Early in my career I had to make the phone call to a woman to tell her that her daughter’s father, the man she loved, had suffered a serious head injury on the job. I can still hear the silence in her voice; she was saying words to communicate with me, but I could tell that she felt a pain that caused complete silence for her when she spoke. Normally it is not the responsibility of an EMT to make that call to a loved one, especially with a serious injury, but the patient was adamant that I be the one to call. He said he trusted me to not scare her. When the conversation was over, I remember thinking that I was grateful this was not something I would likely have to do again. At least, I hoped I wouldn’t.
Years later, while working at a sour gas facility, I was treating an operator who had suffered serious injuries as a result of a chemical release. After the disaster that had occurred on scene, while we were traveling in the ambulance to meet the advanced care ambulance, the operator asked me to make the call to his wife. He was worried the call would come from someone at the oil company, and he didn’t want her to hear from them first. This night had already been a traumatic experience for me, but I committed to making the call because I remembered that first woman’s voice. As hard as the conversation was, I knew this experience could be much more traumatic if the communication was made by someone without the proper information, or someone who didn’t care who was on the other end of the phone. By the time we returned from handing over the operator to another medical team, a co-worker, the operator’s shift relief, had already called his wife. While I knew it must have been difficult for that man to do, I was grateful I didn’t have to experience that painful silence again.

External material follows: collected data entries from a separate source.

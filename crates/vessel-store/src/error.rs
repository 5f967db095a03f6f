//! Error types for store operations.

use thiserror::Error;

use vessel_history::HistoryError;
use vessel_patch::PatchError;

/// Errors that can occur during store operations.
#[derive(Debug, Error)]
pub enum StoreError {
    /// The edit function passed to `try_mutate`/`try_update` failed.
    /// Nothing was committed.
    #[error("mutator failed: {0}")]
    Mutator(#[source] Box<dyn std::error::Error + Send + Sync>),

    /// An undo or redo could not be replayed.
    #[error(transparent)]
    History(#[from] HistoryError),

    /// A freshly computed patch could not be applied.
    #[error(transparent)]
    Patch(#[from] PatchError),

    /// The store configuration could not be parsed.
    #[error("invalid store config: {0}")]
    Config(String),
}

/// Convenience type alias for store operations.
pub type StoreResult<T> = std::result::Result<T, StoreError>;
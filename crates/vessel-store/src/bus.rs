//! Subscriber registry and fan-out.
//!
//! Two kinds of subscriber: any-change listeners, which hear every
//! notification, and path listeners, which hear a notification only when
//! the operation touched the container at their dotted path (`""` is the
//! root). Delivery is synchronous and in registration order.

use std::fmt;

use tracing::trace;

use vessel_types::{Patch, Path, Value};

use crate::event::{EventKind, Notification};

/// A subscriber callback.
pub type Listener = Box<dyn FnMut(&Notification<'_>) + Send>;

/// Handle returned by `subscribe`, used to unsubscribe.
#[derive(Clone, Copy, Debug, PartialEq, Eq, Hash, PartialOrd, Ord)]
pub struct SubscriptionId(u64);

enum Scope {
    All,
    Path(String),
}

struct Subscriber {
    id: SubscriptionId,
    scope: Scope,
    listener: Listener,
}

/// Registry of listeners held by a store.
#[derive(Default)]
pub struct SubscriptionBus {
    subscribers: Vec<Subscriber>,
    next_id: u64,
}

impl SubscriptionBus {
    pub fn new() -> Self {
        Self::default()
    }

    /// Register a listener for every notification.
    pub fn subscribe(&mut self, listener: Listener) -> SubscriptionId {
        self.register(Scope::All, listener)
    }

    /// Register a listener for notifications touching the container at the
    /// dotted `path`.
    pub fn subscribe_path(&mut self, path: impl Into<String>, listener: Listener) -> SubscriptionId {
        self.register(Scope::Path(path.into()), listener)
    }

    fn register(&mut self, scope: Scope, listener: Listener) -> SubscriptionId {
        let id = SubscriptionId(self.next_id);
        self.next_id += 1;
        self.subscribers.push(Subscriber {
            id,
            scope,
            listener,
        });
        id
    }

    /// Remove a listener. Returns `false` if it was already gone.
    pub fn unsubscribe(&mut self, id: SubscriptionId) -> bool {
        let before = self.subscribers.len();
        self.subscribers.retain(|sub| sub.id != id);
        self.subscribers.len() != before
    }

    pub fn len(&self) -> usize {
        self.subscribers.len()
    }

    pub fn is_empty(&self) -> bool {
        self.subscribers.is_empty()
    }

    /// Deliver `notification` to every any-change listener.
    pub fn notify_all(&mut self, notification: &Notification<'_>) {
        for sub in &mut self.subscribers {
            if matches!(sub.scope, Scope::All) {
                (sub.listener)(notification);
            }
        }
    }

    /// Deliver `notification` to the path listeners of each touched path,
    /// path by path.
    pub fn notify_paths(&mut self, notification: &Notification<'_>, touched: &[Path]) {
        for path in touched {
            let dotted = path.to_dotted();
            let scoped = notification.at(&dotted);
            for sub in &mut self.subscribers {
                if matches!(&sub.scope, Scope::Path(p) if *p == dotted) {
                    (sub.listener)(&scoped);
                }
            }
        }
    }

    /// Notify any-change listeners, then path listeners.
    pub fn publish(&mut self, kind: EventKind, state: &Value, patches: &[Patch], touched: &[Path]) {
        let notification = Notification::new(kind, state, patches);
        trace!(%kind, listeners = self.subscribers.len(), touched = touched.len(), "publishing");
        self.notify_all(&notification);
        self.notify_paths(&notification, touched);
    }
}

impl fmt::Debug for SubscriptionBus {
    fn fmt(&self, f: &mut fmt::Formatter<'_>) -> fmt::Result {
        f.debug_struct("SubscriptionBus")
            .field("subscribers", &self.subscribers.len())
            .finish()
    }
}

As my career transitioned further into health and safety, I would see more things that would eventually lead to those calls. While I didn’t make the call, I would now experience face-to-face conversations with family members who wanted answers: a son who wanted to see the workplace where his father died, a mother who lost her baby boy, and others who had their loved ones taken from them or seriously injured in the workplace. These incidents can happen on the best fiscal day of the year, or in the middle of a recession, but the one thing that never changes is the cost. When a worker is seriously injured or killed at work, they and their families pay a price that is never seen in a budget. The time it will take them to begin to heal from the loss is never looked at in the project schedule. For those workers and their families, that project – big or small, high or low budget – will last with them forever. You may have come in on budget and ahead of schedule, but when you take the health from a person, or a loved one from their family, none of your achievements matter because you have made others pay the ultimate price for your goal.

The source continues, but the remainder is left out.